BEGIN Data for the task

use crate::definition::{parse_definitions, RecordDefinition, TypeExpr, BYTE_LIST_NAME};
use crate::{Error, RegistryConfig};
use slog::{debug, info, Logger};
use ssz_schema::{DescriptorError, ListDescriptor, PrimitiveKind, TypeDescriptor};
use std::collections::BTreeMap;
use std::fs::File;
use std::path::Path;
use std::sync::Arc;

/// The built-in beacon block catalog, included in the binary.
pub const BEACON_BLOCK_SCHEMA: &str = include_str!("../schemas/beacon_block.yaml");

#[derive(Debug, PartialEq, Clone)]
pub enum RegistryError {
    /// Two definitions share a name.
    DuplicateType(String),
    /// A definition uses the name of a primitive (or `bytes`).
    ReservedName(String),
    /// A field refers to a type that is neither a primitive nor a defined record.
    UnknownType {
        record: String,
        field: String,
        type_name: String,
    },
    /// The records form a reference cycle, given in order with the first record repeated at
    /// the end, e.g. `[A, B, A]`.
    CyclicReference(Vec<String>),
    /// A definition was rejected by the descriptor constructor (empty record, duplicate field).
    InvalidDefinition(DescriptorError),
}

/// A read-only mapping from record name to its `TypeDescriptor`.
///
/// Built once (typically at startup) and then shared, e.g. behind an `Arc`.
#[derive(Debug, PartialEq, Clone, Default)]
pub struct SchemaRegistry {
    types: BTreeMap<String, TypeDescriptor>,
}

impl SchemaRegistry {
    /// Resolves `definitions` into descriptors.
    ///
    /// Definitions may refer to each other in any order. References are resolved depth-first so
    /// that every record is built exactly once and shared by everything that embeds it.
    pub fn from_definitions<I>(definitions: I) -> Result<Self, RegistryError>
    where
        I: IntoIterator<Item = RecordDefinition>,
    {
        let mut by_name = BTreeMap::new();

        for definition in definitions {
            if is_reserved(&definition.name) {
                return Err(RegistryError::ReservedName(definition.name));
            }

            let name = definition.name.clone();
            if by_name.insert(name.clone(), definition).is_some() {
                return Err(RegistryError::DuplicateType(name));
            }
        }

        let mut resolver = Resolver {
            definitions: &by_name,
            resolved: BTreeMap::new(),
            stack: vec![],
        };

        for definition in by_name.values() {
            resolver.resolve_record(definition)?;
        }

        Ok(Self {
            types: resolver.resolved,
        })
    }

    /// Parses and resolves a YAML document of record definitions.
    pub fn from_yaml_str(yaml: &str) -> Result<Self, Error> {
        let definitions =
            parse_definitions(yaml).map_err(|e| Error::UnableToParseYaml(format!("{:?}", e)))?;

        Ok(Self::from_definitions(definitions)?)
    }

    /// The records of the beacon block and everything a block embeds.
    pub fn beacon_block_catalog() -> Result<Self, Error> {
        Self::from_yaml_str(BEACON_BLOCK_SCHEMA)
    }

    /// Builds a registry from the built-in catalog (if enabled) and each of the configured schema
    /// files, in that order. A file may refer to records defined by the catalog or by any other
    /// file, but may not redefine them.
    pub fn from_config(config: &RegistryConfig, log: &Logger) -> Result<Self, Error> {
        let mut definitions = vec![];

        if config.include_builtin {
            let builtin = parse_definitions(BEACON_BLOCK_SCHEMA)
                .map_err(|e| Error::UnableToParseYaml(format!("built-in catalog: {:?}", e)))?;

            debug!(log, "Loaded built-in schemas"; "records" => builtin.len());
            definitions.extend(builtin);
        }

        for path in &config.schema_files {
            let loaded = load_definitions(path)?;

            debug!(
                log,
                "Loaded schema file";
                "path" => format!("{:?}", path),
                "records" => loaded.len()
            );
            definitions.extend(loaded);
        }

        let registry = Self::from_definitions(definitions)?;

        info!(
            log,
            "Schema registry ready";
            "records" => registry.len(),
            "builtin" => config.include_builtin,
            "files" => config.schema_files.len()
        );

        Ok(registry)
    }

    /// Returns the descriptor of the record called `name`.
    pub fn get(&self, name: &str) -> Option<&TypeDescriptor> {
        self.types.get(name)
    }

    pub fn contains(&self, name: &str) -> bool {
        self.types.contains_key(name)
    }

    /// Record names, sorted.
    pub fn names(&self) -> impl Iterator<Item = &str> {
        self.types.keys().map(String::as_str)
    }

    pub fn len(&self) -> usize {
        self.types.len()
    }

    pub fn is_empty(&self) -> bool {
        self.types.is_empty()
    }
}

/// Reads a YAML file of record definitions.
pub fn load_definitions<P: AsRef<Path>>(path: P) -> Result<Vec<RecordDefinition>, Error> {
    let path = path.as_ref();

    let file = File::open(path)
        .map_err(|e| Error::UnableToReadFile(format!("Unable to open {:?}: {:?}", path, e)))?;

    serde_yaml::from_reader(file)
        .map_err(|e| Error::UnableToParseYaml(format!("Unable to parse {:?}: {:?}", path, e)))
}

fn is_reserved(name: &str) -> bool {
    name == BYTE_LIST_NAME || PrimitiveKind::from_name(name).is_some()
}

struct Resolver<'a> {
    definitions: &'a BTreeMap<String, RecordDefinition>,
    resolved: BTreeMap<String, TypeDescriptor>,
    /// Records currently being resolved, outermost first.
    stack: Vec<String>,
}

impl<'a> Resolver<'a> {
    fn resolve_record(
        &mut self,
        definition: &'a RecordDefinition,
    ) -> Result<TypeDescriptor, RegistryError> {
        let name = definition.name.as_str();

        if let Some(descriptor) = self.resolved.get(name) {
            return Ok(descriptor.clone());
        }

        if let Some(position) = self.stack.iter().position(|n| n == name) {
            let mut cycle = self.stack[position..].to_vec();
            cycle.push(name.to_string());
            return Err(RegistryError::CyclicReference(cycle));
        }

        self.stack.push(name.to_string());

        let fields = definition
            .fields
            .iter()
            .map(|field| {
                self.resolve_expr(name, field.name(), field.type_expr())
                    .map(|descriptor| (field.name().to_string(), descriptor))
            })
            .collect::<Result<Vec<_>, _>>()?;

        self.stack.pop();

        let descriptor =
            TypeDescriptor::record(name, fields).map_err(RegistryError::InvalidDefinition)?;
        self.resolved.insert(name.to_string(), descriptor.clone());

        Ok(descriptor)
    }

    fn resolve_expr(
        &mut self,
        record: &str,
        field: &str,
        expr: &TypeExpr,
    ) -> Result<TypeDescriptor, RegistryError> {
        match expr {
            TypeExpr::Named(name) if name == BYTE_LIST_NAME => Ok(TypeDescriptor::byte_list()),
            TypeExpr::Named(name) => {
                let definitions = self.definitions;

                if let Some(kind) = PrimitiveKind::from_name(name) {
                    Ok(TypeDescriptor::Primitive(kind))
                } else if let Some(definition) = definitions.get(name) {
                    self.resolve_record(definition)
                } else {
                    Err(RegistryError::UnknownType {
                        record: record.to_string(),
                        field: field.to_string(),
                        type_name: name.clone(),
                    })
                }
            }
            TypeExpr::List { element, max_len } => {
                let element = self.resolve_expr(record, field, element)?;

                Ok(TypeDescriptor::List(Arc::new(ListDescriptor::new(
                    element, *max_len,
                ))))
            }
        }
    }
}

#[cfg(test)]
mod tests {
    use super::*;

    fn registry(yaml: &str) -> Result<SchemaRegistry, RegistryError> {
        SchemaRegistry::from_definitions(parse_definitions(yaml).unwrap())
    }

    #[test]
    fn forward_references() {
        let registry = registry(
            r#"
- name: Outer
  fields:
    - [inner, Inner]
    - [inners, [Inner]]
- name: Inner
  fields:
    - [x, uint16]
"#,
        )
        .unwrap();

        let outer = registry.get("Outer").unwrap().as_record().unwrap();
        assert_eq!(outer.field("inner"), registry.get("Inner"));
        assert!(!outer.is_fixed_len());
        assert_eq!(registry.names().collect::<Vec<_>>(), vec!["Inner", "Outer"]);
    }

    #[test]
    fn duplicate_type() {
        assert_eq!(
            registry("- name: A\n  fields: [[x, uint8]]\n- name: A\n  fields: [[y, uint8]]\n"),
            Err(RegistryError::DuplicateType("A".into()))
        );
    }

    #[test]
    fn reserved_name() {
        assert_eq!(
            registry("- name: bytes32\n  fields: [[x, uint8]]\n"),
            Err(RegistryError::ReservedName("bytes32".into()))
        );
        assert_eq!(
            registry("- name: bytes\n  fields: [[x, uint8]]\n"),
            Err(RegistryError::ReservedName("bytes".into()))
        );
    }

    #[test]
    fn unknown_type() {
        assert_eq!(
            registry("- name: A\n  fields: [[x, [Missing]]]\n"),
            Err(RegistryError::UnknownType {
                record: "A".into(),
                field: "x".into(),
                type_name: "Missing".into()
            })
        );
    }

    #[test]
    fn cyclic_reference() {
        assert_eq!(
            registry(
                "- name: A\n  fields: [[b, B]]\n- name: B\n  fields: [[c, C]]\n- name: C\n  fields: [[a, [A]]]\n"
            ),
            Err(RegistryError::CyclicReference(vec![
                "A".into(),
                "B".into(),
                "C".into(),
                "A".into()
            ]))
        );
        assert_eq!(
            registry("- name: A\n  fields: [[a, A]]\n"),
            Err(RegistryError::CyclicReference(vec!["A".into(), "A".into()]))
        );
    }

    #[test]
    fn invalid_definitions() {
        assert_eq!(
            registry("- name: A\n  fields: []\n"),
            Err(RegistryError::InvalidDefinition(DescriptorError::EmptyRecord {
                record: "A".into()
            }))
        );
        assert_eq!(
            registry("- name: A\n  fields: [[x, uint8], [x, uint16]]\n"),
            Err(RegistryError::InvalidDefinition(
                DescriptorError::DuplicateField {
                    record: "A".into(),
                    field: "x".into()
                }
            ))
        );
    }

    #[test]
    fn catalog_sizes() {
        let registry = SchemaRegistry::beacon_block_catalog().unwrap();
        let fixed_len = |name: &str| {
            let descriptor = registry.get(name).unwrap();
            assert!(descriptor.is_fixed_len(), "{} should be fixed", name);
            descriptor.fixed_len()
        };

        assert_eq!(fixed_len("Eth1Data"), 64);
        assert_eq!(fixed_len("ProposalSignedData"), 48);
        assert_eq!(fixed_len("ProposerSlashing"), 8 + 48 + 96 + 48 + 96);
        assert_eq!(fixed_len("DepositInput"), 176);
        assert_eq!(fixed_len("DepositData"), 192);
        assert_eq!(fixed_len("VoluntaryExit"), 112);
        assert_eq!(fixed_len("Transfer"), 5 * 8 + 48 + 96);
        assert_eq!(fixed_len("AttestationData"), 8 * 2 + 32 * 3 + 40 + 8 + 32);

        for name in &[
            "Attestation",
            "SlashableAttestation",
            "AttesterSlashing",
            "Deposit",
            "BeaconBlockBody",
            "BeaconBlock",
            "CrosslinkCommittee",
        ] {
            assert!(!registry.get(name).unwrap().is_fixed_len(), "{}", name);
        }

        assert_eq!(registry.len(), 16);
    }
}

END Data for the task

Please print, exactly and with nothing else, the lines from the first line of the entries through the line containing "record, duplicate field).".

### Response for this exercise
use crate::definition::{parse_definitions, RecordDefinition, TypeExpr, BYTE_LIST_NAME};
use crate::{Error, RegistryConfig};
use slog::{debug, info, Logger};
use ssz_schema::{DescriptorError, ListDescriptor, PrimitiveKind, TypeDescriptor};
use std::collections::BTreeMap;
use std::fs::File;
use std::path::Path;
use std::sync::Arc;

/// The built-in beacon block catalog, included in the binary.
pub const BEACON_BLOCK_SCHEMA: &str = include_str!("../schemas/beacon_block.yaml");

#[derive(Debug, PartialEq, Clone)]
pub enum RegistryError {
    /// Two definitions share a name.
    DuplicateType(String),
    /// A definition uses the name of a primitive (or `bytes`).
    ReservedName(String),
    /// A field refers to a type that is neither a primitive nor a defined record.
    UnknownType {
        record: String,
        field: String,
        type_name: String,
    },
    /// The records form a reference cycle, given in order with the first record repeated at
    /// the end, e.g. `[A, B, A]`.
    CyclicReference(Vec<String>),
    /// A definition was rejected by the descriptor constructor (empty record, duplicate field).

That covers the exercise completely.